Raúl Mendoza Cánepa
Sincericidio
La verdad y la mentira en tiempos de democracia digital

Gandhi nos hablaba sobre la trascendencia de la verdad, que no es más que el ejercicio de la sinceridad. Ya sabemos que el Mahatma descubrió que la sinceridad (como verdad) es absoluta y no admite simulaciones ni matices. La sinceridad es un componente de la comunicación y, como escribe bien Annemie Cuculiza en su columna del 2 de marzo en Correo: “la comunicación productiva requiere de, principalmente, dos habilidades: la empatía (capacidad de ponernos en el lugar del otro, escucha activa, apertura emocional) y la asertividad (saber cuándo, dónde y cómo decir las cosas, defender nuestros derechos y aprender a decir que no, entre otras cosas)”.
Saltamos, así, de la sinceridad brutal a la saludable asertividad, que es decir las cosas ciertas sin agredir y sin someternos, siempre que del otro lado de la mesa acompañe quien sepa bien de la empatía. Tal escenario es de una sinceridad serena y a salvo. Lo curioso es que todos los consejos y los principios sobre el tema colisionan con la dura realidad. La muestra de los sentimientos propios siempre es peligrosa, como lo es desafiar un paradigma de la ciencia o del conocimiento o practicar una fe o confrontar con una idea mayoritaria. En la vida social mentir o callar es más seguro porque las opciones podrían no ser muy felices si las expresamos como las sentimos: ser heridos, recibir azotes o ser rechazados. De allí que el ser humano miente entre diez y doscientas veces al día. Lo dice Pamela Meyer en Liespotting: proven techniques to detect deception. Se dicen solo fragmentos de la verdad que van a ser aceptados sin que nos perjudique, lo demás es el miedo al rechazo. Debemos asumir que, por eludir heridas propias, también en ocasiones preferimos que nos mientan.

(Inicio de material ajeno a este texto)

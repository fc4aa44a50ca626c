//! EIP-712 typed data for user-decryption authorization.
//!
//! digest = keccak256(0x19 0x01 || domainSeparator || hashStruct(message))
//!
//! The message binds the client decryption public key to a set of contracts
//! and a validity window:
//!
//! ```text
//! UserDecryptRequestVerification(
//!     bytes publicKey,
//!     address[] contractAddresses,
//!     uint256 startTimestamp,
//!     uint256 durationDays)
//! ```

use secretmint_envelope::Address;
use sha3::{Digest, Keccak256};

pub const EIP712_DOMAIN_TYPE: &str =
    "EIP712Domain(string name,string version,uint256 chainId,address verifyingContract)";

pub const USER_DECRYPT_TYPE: &str = "UserDecryptRequestVerification(bytes publicKey,address[] contractAddresses,uint256 startTimestamp,uint256 durationDays)";

pub const PRIMARY_TYPE: &str = "UserDecryptRequestVerification";

pub const DOMAIN_NAME: &str = "Decryption";
pub const DOMAIN_VERSION: &str = "1";

const SECONDS_PER_DAY: u64 = 86_400;

fn keccak(data: &[u8]) -> [u8; 32] {
    let h = Keccak256::digest(data);
    let mut out = [0u8; 32];
    out.copy_from_slice(&h);
    out
}

fn word_u64(v: u64) -> [u8; 32] {
    let mut out = [0u8; 32];
    out[24..].copy_from_slice(&v.to_be_bytes());
    out
}

fn word_address(a: &Address) -> [u8; 32] {
    let mut out = [0u8; 32];
    out[12..].copy_from_slice(a.as_bytes());
    out
}

// ---------------------------------------------------------------------------
// Domain
// ---------------------------------------------------------------------------

#[derive(Clone, Debug, PartialEq, Eq)]
pub struct Eip712Domain {
    pub name: String,
    pub version: String,
    pub chain_id: u64,
    pub verifying_contract: Address,
}

impl Eip712Domain {
    /// Domain of the decryption relayer on `chain_id`.
    pub fn decryption(chain_id: u64, verifying_contract: Address) -> Self {
        Self {
            name: DOMAIN_NAME.into(),
            version: DOMAIN_VERSION.into(),
            chain_id,
            verifying_contract,
        }
    }

    pub fn separator(&self) -> [u8; 32] {
        let mut enc = Vec::with_capacity(32 * 5);
        enc.extend_from_slice(&keccak(EIP712_DOMAIN_TYPE.as_bytes()));
        enc.extend_from_slice(&keccak(self.name.as_bytes()));
        enc.extend_from_slice(&keccak(self.version.as_bytes()));
        enc.extend_from_slice(&word_u64(self.chain_id));
        enc.extend_from_slice(&word_address(&self.verifying_contract));
        keccak(&enc)
    }
}

// ---------------------------------------------------------------------------
// Message
// ---------------------------------------------------------------------------

#[derive(Clone, Debug, PartialEq, Eq)]
pub struct UserDecryptRequestVerification {
    pub public_key: Vec<u8>,
    pub contract_addresses: Vec<Address>,
    /// Unix seconds.
    pub start_timestamp: u64,
    pub duration_days: u64,
}

impl UserDecryptRequestVerification {
    pub fn struct_hash(&self) -> [u8; 32] {
        let mut addrs = Vec::with_capacity(32 * self.contract_addresses.len());
        for a in &self.contract_addresses {
            addrs.extend_from_slice(&word_address(a));
        }

        let mut enc = Vec::with_capacity(32 * 5);
        enc.extend_from_slice(&keccak(USER_DECRYPT_TYPE.as_bytes()));
        enc.extend_from_slice(&keccak(&self.public_key));
        enc.extend_from_slice(&keccak(&addrs));
        enc.extend_from_slice(&word_u64(self.start_timestamp));
        enc.extend_from_slice(&word_u64(self.duration_days));
        keccak(&enc)
    }

    /// Whether `now` (unix seconds) falls inside `[start, start + days)`.
    pub fn is_valid_at(&self, now: u64) -> bool {
        let end = self
            .start_timestamp
            .saturating_add(self.duration_days.saturating_mul(SECONDS_PER_DAY));
        self.duration_days > 0 && now >= self.start_timestamp && now < end
    }

    pub fn covers(&self, contract: &Address) -> bool {
        self.contract_addresses.contains(contract)
    }
}

// ---------------------------------------------------------------------------
// Typed data (domain + message)
// ---------------------------------------------------------------------------

/// Complete typed-data statement presented to the wallet for signing.
#[derive(Clone, Debug, PartialEq, Eq)]
pub struct TypedData {
    pub domain: Eip712Domain,
    pub message: UserDecryptRequestVerification,
}

impl TypedData {
    pub fn new(domain: Eip712Domain, message: UserDecryptRequestVerification) -> Self {
        Self { domain, message }
    }

    /// The 32-byte digest a signer signs.
    pub fn signing_digest(&self) -> [u8; 32] {
        typed_data_digest(&self.domain.separator(), &self.message.struct_hash())
    }
}

fn typed_data_digest(domain_separator: &[u8; 32], struct_hash: &[u8; 32]) -> [u8; 32] {
    let mut enc = Vec::with_capacity(2 + 64);
    enc.extend_from_slice(&[0x19, 0x01]);
    enc.extend_from_slice(domain_separator);
    enc.extend_from_slice(struct_hash);
    keccak(&enc)
}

Desde luego, en una sociedad puritana o una en la que el juicio social es severo y la tolerancia rala, la mentira puede llegar a extremos porque el ser humano miente más por miedo que por provecho. Y se miente para negar, pero también para asimilarse a la mayoría. “Decir lo que se piensa en minoría puede ser sancionado”. El mundo fake no nace con las redes sociales, la prensa siempre mintió y mintieron los políticos, los abogados, los médicos y el común de los mortales. Solo que en la actualidad la exposición es mayor y el peligro de la injuria fiera o la difamación en cadena es mayor, y la mentira termina siendo el reducto de los que procesan la vida sin valor.

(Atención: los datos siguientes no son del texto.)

//! SecretMint: mint and unlock against the in-memory engine and chain.
//!
//! Run with: `cargo run -p secretmint-vault --example demo`
//!
//! Set `SECRETMINT_LOG_FORMAT=json` for JSON logs, `RUST_LOG` to filter.

use secretmint_vault::*;
use std::sync::Arc;

fn section(title: &str) {
    println!("\n── {} {}", title, "─".repeat(60usize.saturating_sub(title.len())));
}

#[tokio::main]
async fn main() -> anyhow::Result<()> {
    let log_format = std::env::var("SECRETMINT_LOG_FORMAT").unwrap_or_else(|_| "pretty".into());
    let env_filter = tracing_subscriber::EnvFilter::try_from_default_env()
        .unwrap_or_else(|_| "secretmint_vault=info".into());
    if log_format == "json" {
        tracing_subscriber::fmt().json().with_env_filter(env_filter).with_target(true).init();
    } else {
        tracing_subscriber::fmt().with_env_filter(env_filter).init();
    }

    let mut config = VaultConfig::from_env();
    if config.contract_address == secretmint_envelope::Address::ZERO {
        config.contract_address = "0x5aAeb6053F3E94C9b9A09f33669435E7Ef1BeAed".parse()?;
    }

    section("1. Engine");
    let runtime: Arc<FheRuntime<InMemoryFhe>> = Arc::new(FheRuntime::new());
    let sealer = Arc::new(KeySealer::new(runtime.clone(), &config));
    println!("  status before init:  {:?}", runtime.status());

    let domain = Eip712Domain::decryption(config.chain_id, config.decryption_contract);
    runtime.initialize(|| async move { Ok(InMemoryFhe::new(domain)) }).await?;
    let fhe = runtime.engine()?;
    println!("  status after init:   {:?}", runtime.status());

    let chain = InMemorySecretMint::new(config.contract_address, fhe);
    let alice = Arc::new(LocalSigner::random());
    let contract: Arc<dyn SecretMintContract> = Arc::new(chain.connect(alice.address()));
    let events = Arc::new(TracingEventSink);
    println!("  contract:            {}", config.contract_address);
    println!("  account:             {}", alice.address());

    section("2. Mint");
    let minter = Minter::new(sealer.clone(), Some(contract.clone()), &config, events.clone());
    for secret in ["", "The treasure is under the old oak.", "Second secret ✓"] {
        let report = minter.mint(secret).await;
        println!("  {:<40} → {}", format!("{:?}", secret), report.status);
        if let (Some(id), Some(address)) = (report.token_id, report.one_time_address) {
            println!("      token #{} sealed under one-time address {}", id, address);
        }
    }

    section("3. Vault");
    let vault = Vault::new(sealer.clone(), Some(Wallet::new(contract, alice.clone())), events.clone());
    let views = vault.refresh().await?;
    for view in &views {
        println!("  token #{:<3} {}", view.token_id, view.preview());
    }

    section("4. Unlock");
    for view in &views {
        let row = vault.decrypt(view.token_id).await;
        println!(
            "  token #{:<3} {:<10} {}",
            view.token_id,
            row.state.to_string(),
            row.secret.or(row.message).unwrap_or_default()
        );
    }

    section("5. Someone else");
    let mallory = Arc::new(LocalSigner::random());
    let theirs: Arc<dyn SecretMintContract> = Arc::new(chain.connect(mallory.address()));
    let vault = Vault::new(sealer, Some(Wallet::new(theirs, mallory)), events);
    if let Some(view) = views.first() {
        let row = vault.decrypt(view.token_id).await;
        println!("  token #{:<3} {:<10} {}", view.token_id, row.state.to_string(), row.message.unwrap_or_default());
    }

    runtime.teardown();
    println!("\n✓ Done.");
    Ok(())
}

La mentira es hija dilecta de la incomprensión porque el mundo exige equilibrio, sensatez, santidad, racionalidad y nunca imperfección, pese a los cadáveres que todos guardan en el armario. La gente no sabe de empatía ni de sentimientos morales (Adam Smith). La mentira también está emparentada con la hipocresía de quien juzga los actos humanos cuan divinidad autoproclamada, porque la nueva religión es la emotividad de las masas (ni siquiera la razón). Opinar tiene un costo y mayor es el costo si el razonamiento entra en terrenos conflictivos. Asumir una posición política con anticuerpos siempre traerá críticas, porque las redes han producido bestias unidireccionales ¿Y qué tal la incitación al odio religioso? Poco se dice de la intolerancia contra quien practica una religión y expresa su posición sin dañar. La violencia no solo escupe sobre los ritos que desprecia, también acalla las voces de los creyentes.
En un mundo utópicamente libre todos podríamos expresar nuestras verdades sin miedo y mostrar nuestros sentimientos sin ser juzgados. La democracia digital es solo un pantallazo de la moderna y farisaica dictadura del temor.